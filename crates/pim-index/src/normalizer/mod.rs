//! Product values to index document fragments.
//!
//! Each normalizer handles one group of backend types and emits
//! `{"<code>-<backend_type>": {<locale_token>: {<scope_token>: data}}}`.
//! Only the [`INDEXING_FORMAT`] is supported.

mod choice;
mod product;
mod scalar;
mod structured;

use pim_core::{scope, BackendType, ProductValue, ProductValueCollection};
use serde_json::{Map, Value};

use crate::document::IndexDocument;
use crate::error::IndexError;

pub use choice::{OptionNormalizer, OptionsNormalizer};
pub use product::ProductIndexNormalizer;
pub use scalar::{BooleanNormalizer, DateNormalizer, NumberNormalizer, TextNormalizer};
pub use structured::{MediaNormalizer, MetricNormalizer, PriceNormalizer};

pub const INDEXING_FORMAT: &str = "indexing";

pub trait IndexingNormalizer: Send + Sync {
    fn backend_types(&self) -> &'static [BackendType];

    /// The data leaf for `value`, without the path around it.
    ///
    /// # Errors
    ///
    /// Returns [`IndexError::UnsupportedValue`] when the payload does not
    /// match the backend type.
    fn normalize_data(&self, value: &ProductValue) -> Result<Value, IndexError>;

    fn supports(&self, value: &ProductValue, format: &str) -> bool {
        format == INDEXING_FORMAT
            && self
                .backend_types()
                .contains(&value.attribute().backend_type())
    }

    /// # Errors
    ///
    /// Returns [`IndexError::UnsupportedFormat`] for any format other than
    /// [`INDEXING_FORMAT`], or the error of
    /// [`normalize_data`](Self::normalize_data).
    fn normalize(&self, value: &ProductValue, format: &str) -> Result<Map<String, Value>, IndexError> {
        if format != INDEXING_FORMAT {
            return Err(IndexError::UnsupportedFormat(format.to_string()));
        }
        Ok(fragment(value, self.normalize_data(value)?))
    }
}

/// Wraps `data` in the value's `code-backend / locale / scope` path.
#[must_use]
pub fn fragment(value: &ProductValue, data: Value) -> Map<String, Value> {
    let attribute = value.attribute();

    let mut by_scope = Map::new();
    by_scope.insert(scope::channel_token(value.scope()).to_string(), data);

    let mut by_locale = Map::new();
    by_locale.insert(
        scope::locale_token(value.locale()).to_string(),
        Value::Object(by_scope),
    );

    let mut root = Map::new();
    root.insert(
        scope::field_key(&attribute.code, attribute.backend_type().as_str()),
        Value::Object(by_locale),
    );
    root
}

pub(crate) fn unsupported(value: &ProductValue) -> IndexError {
    IndexError::UnsupportedValue {
        attribute: value.attribute_code().to_string(),
        backend_type: value.attribute().backend_type(),
    }
}

/// Routes each value to the first registered normalizer supporting it.
pub struct ValueCollectionNormalizer {
    normalizers: Vec<Box<dyn IndexingNormalizer>>,
}

impl Default for ValueCollectionNormalizer {
    fn default() -> Self {
        Self::with_defaults()
    }
}

impl ValueCollectionNormalizer {
    #[must_use]
    pub fn new() -> Self {
        Self {
            normalizers: Vec::new(),
        }
    }

    #[must_use]
    pub fn with_defaults() -> Self {
        let mut normalizer = Self::new();
        normalizer.register(Box::new(TextNormalizer));
        normalizer.register(Box::new(NumberNormalizer));
        normalizer.register(Box::new(BooleanNormalizer));
        normalizer.register(Box::new(DateNormalizer));
        normalizer.register(Box::new(MetricNormalizer));
        normalizer.register(Box::new(PriceNormalizer));
        normalizer.register(Box::new(OptionNormalizer));
        normalizer.register(Box::new(OptionsNormalizer));
        normalizer.register(Box::new(MediaNormalizer));
        normalizer
    }

    pub fn register(&mut self, normalizer: Box<dyn IndexingNormalizer>) {
        self.normalizers.push(normalizer);
    }

    /// # Errors
    ///
    /// Returns [`IndexError::NoNormalizer`] for a value nobody supports, or
    /// the first normalization or merge error.
    pub fn normalize(&self, values: &ProductValueCollection) -> Result<IndexDocument, IndexError> {
        let mut document = IndexDocument::new();
        for value in values {
            let normalizer = self
                .normalizers
                .iter()
                .find(|n| n.supports(value, INDEXING_FORMAT))
                .ok_or_else(|| IndexError::NoNormalizer {
                    attribute: value.attribute_code().to_string(),
                    backend_type: value.attribute().backend_type(),
                })?;
            document.merge(normalizer.normalize(value, INDEXING_FORMAT)?)?;
        }
        Ok(document)
    }
}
============
● **Task statement**
A complete, exact copy of the entries is required.

● **Expected answer**
filename crates/pim-index/src/normalizer/mod.rs
//! Product values to index document fragments.
//!
//! Each normalizer handles one group of backend types and emits
//! `{"<code>-<backend_type>": {<locale_token>: {<scope_token>: data}}}`.
//! Only the [`INDEXING_FORMAT`] is supported.

mod choice;
mod product;
mod scalar;
mod structured;

use pim_core::{scope, BackendType, ProductValue, ProductValueCollection};
use serde_json::{Map, Value};

use crate::document::IndexDocument;
use crate::error::IndexError;

pub use choice::{OptionNormalizer, OptionsNormalizer};
pub use product::ProductIndexNormalizer;
pub use scalar::{BooleanNormalizer, DateNormalizer, NumberNormalizer, TextNormalizer};
pub use structured::{MediaNormalizer, MetricNormalizer, PriceNormalizer};

pub const INDEXING_FORMAT: &str = "indexing";

pub trait IndexingNormalizer: Send + Sync {
    fn backend_types(&self) -> &'static [BackendType];

    /// The data leaf for `value`, without the path around it.
    ///
    /// # Errors
    ///
    /// Returns [`IndexError::UnsupportedValue`] when the payload does not
    /// match the backend type.
    fn normalize_data(&self, value: &ProductValue) -> Result<Value, IndexError>;

    fn supports(&self, value: &ProductValue, format: &str) -> bool {
        format == INDEXING_FORMAT
            && self
                .backend_types()
                .contains(&value.attribute().backend_type())
    }

    /// # Errors
    ///
    /// Returns [`IndexError::UnsupportedFormat`] for any format other than
    /// [`INDEXING_FORMAT`], or the error of
    /// [`normalize_data`](Self::normalize_data).
    fn normalize(&self, value: &ProductValue, format: &str) -> Result<Map<String, Value>, IndexError> {
        if format != INDEXING_FORMAT {
            return Err(IndexError::UnsupportedFormat(format.to_string()));
        }
        Ok(fragment(value, self.normalize_data(value)?))
    }
}

/// Wraps `data` in the value's `code-backend / locale / scope` path.
#[must_use]
pub fn fragment(value: &ProductValue, data: Value) -> Map<String, Value> {
    let attribute = value.attribute();

    let mut by_scope = Map::new();
    by_scope.insert(scope::channel_token(value.scope()).to_string(), data);

    let mut by_locale = Map::new();
    by_locale.insert(
        scope::locale_token(value.locale()).to_string(),
        Value::Object(by_scope),
    );

    let mut root = Map::new();
    root.insert(
        scope::field_key(&attribute.code, attribute.backend_type().as_str()),
        Value::Object(by_locale),
    );
    root
}

pub(crate) fn unsupported(value: &ProductValue) -> IndexError {
    IndexError::UnsupportedValue {
        attribute: value.attribute_code().to_string(),
        backend_type: value.attribute().backend_type(),
    }
}

/// Routes each value to the first registered normalizer supporting it.
pub struct ValueCollectionNormalizer {
    normalizers: Vec<Box<dyn IndexingNormalizer>>,
}

impl Default for ValueCollectionNormalizer {
    fn default() -> Self {
        Self::with_defaults()
    }
}

impl ValueCollectionNormalizer {
    #[must_use]
    pub fn new() -> Self {
        Self {
            normalizers: Vec::new(),
        }
    }

    #[must_use]
    pub fn with_defaults() -> Self {
        let mut normalizer = Self::new();
        normalizer.register(Box::new(TextNormalizer));
        normalizer.register(Box::new(NumberNormalizer));
        normalizer.register(Box::new(BooleanNormalizer));
        normalizer.register(Box::new(DateNormalizer));
        normalizer.register(Box::new(MetricNormalizer));
        normalizer.register(Box::new(PriceNormalizer));
        normalizer.register(Box::new(OptionNormalizer));
        normalizer.register(Box::new(OptionsNormalizer));
        normalizer.register(Box::new(MediaNormalizer));
        normalizer
    }

    pub fn register(&mut self, normalizer: Box<dyn IndexingNormalizer>) {
        self.normalizers.push(normalizer);
    }

    /// # Errors
    ///
    /// Returns [`IndexError::NoNormalizer`] for a value nobody supports, or
    /// the first normalization or merge error.
    pub fn normalize(&self, values: &ProductValueCollection) -> Result<IndexDocument, IndexError> {
        let mut document = IndexDocument::new();
        for value in values {
            let normalizer = self
                .normalizers
                .iter()
                .find(|n| n.supports(value, INDEXING_FORMAT))
                .ok_or_else(|| IndexError::NoNormalizer {
                    attribute: value.attribute_code().to_string(),
                    backend_type: value.attribute().backend_type(),
                })?;
            document.merge(normalizer.normalize(value, INDEXING_FORMAT)?)?;
        }
        Ok(document)
    }
}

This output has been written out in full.